• [DIRECTIONS]
Each line from the one containing "A file that" through the end of the data must be retyped exactly, and no other line.

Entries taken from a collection
- - - - - - -
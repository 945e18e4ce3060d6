// SPDX-License-Identifier: BUSL-1.1
// Copyright (c) 2026 Alfred Jean LLC

//! `archive-state.json` (spec §6): the aggregate archive/alert lists for
//! every scanned model, persisted atomically with `.bak` rotation of a
//! corrupt prior file on load, matching this workspace's snapshot-file
//! idiom (`oms_storage::atomic`).

use chrono::{DateTime, Utc};
use oms_core::{Error, ModelDigest};
use serde::{Deserialize, Serialize};
use std::path::Path;

#[derive(Debug, Clone, PartialEq, Serialize, Deserialize)]
#[serde(rename_all = "PascalCase")]
pub struct ModelArchiveState {
    pub model_digest: ModelDigest,
    pub model_name: String,
    pub run: Vec<String>,
    pub set: Vec<String>,
    pub run_alert: Vec<String>,
    pub set_alert: Vec<String>,
}

#[derive(Debug, Clone, PartialEq, Serialize, Deserialize)]
#[serde(rename_all = "PascalCase")]
pub struct ArchiveState {
    pub is_archive: bool,
    pub archive_days: i64,
    pub alert_days: i64,
    pub archive_date_time: DateTime<Utc>,
    pub alert_date_time: DateTime<Utc>,
    pub update_date_time: DateTime<Utc>,
    pub model: Vec<ModelArchiveState>,
}

impl ArchiveState {
    /// Serializes and writes atomically; the caller (`ArchiveScanner`)
    /// tracks consecutive failures and self-disables per spec §4.4.
    pub fn persist(&self, path: &Path) -> Result<(), Error> {
        let bytes = serde_json::to_vec_pretty(self).map_err(|e| Error::io(format!("serialize {}", path.display()), std::io::Error::new(std::io::ErrorKind::InvalidData, e)))?;
        oms_storage::atomic_write(path, &bytes)
    }

    /// Reads and parses a prior `archive-state.json`, if any. A file that
    /// exists but fails to parse is rotated aside via `.bak` rather than
    /// silently discarded or left to fail every subsequent scan.
    pub fn load(path: &Path) -> Result<Option<Self>, Error> {
        if !path.exists() {
            return Ok(None);
        }
        let text = std::fs::read_to_string(path).map_err(|e| Error::io(format!("read {}", path.display()), e))?;
        match serde_json::from_str(&text) {
            Ok(state) => Ok(Some(state)),
            Err(_) => {
                oms_storage::atomic::rotate_bak(path, 3)?;
                Ok(None)
            }
        }
    }
}

#[cfg(test)]
#[path = "state_tests.rs"]
mod tests;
- - - - - - -
• [SOLUTION FOR THIS PROBLEM]
    /// Reads and parses a prior `archive-state.json`, if any. A file that
    /// exists but fails to parse is rotated aside via `.bak` rather than
    /// silently discarded or left to fail every subsequent scan.
    pub fn load(path: &Path) -> Result<Option<Self>, Error> {
        if !path.exists() {
            return Ok(None);
        }
        let text = std::fs::read_to_string(path).map_err(|e| Error::io(format!("read {}", path.display()), e))?;
        match serde_json::from_str(&text) {
            Ok(state) => Ok(Some(state)),
            Err(_) => {
                oms_storage::atomic::rotate_bak(path, 3)?;
                Ok(None)
            }
        }
    }
}

#[cfg(test)]
#[path = "state_tests.rs"]
mod tests;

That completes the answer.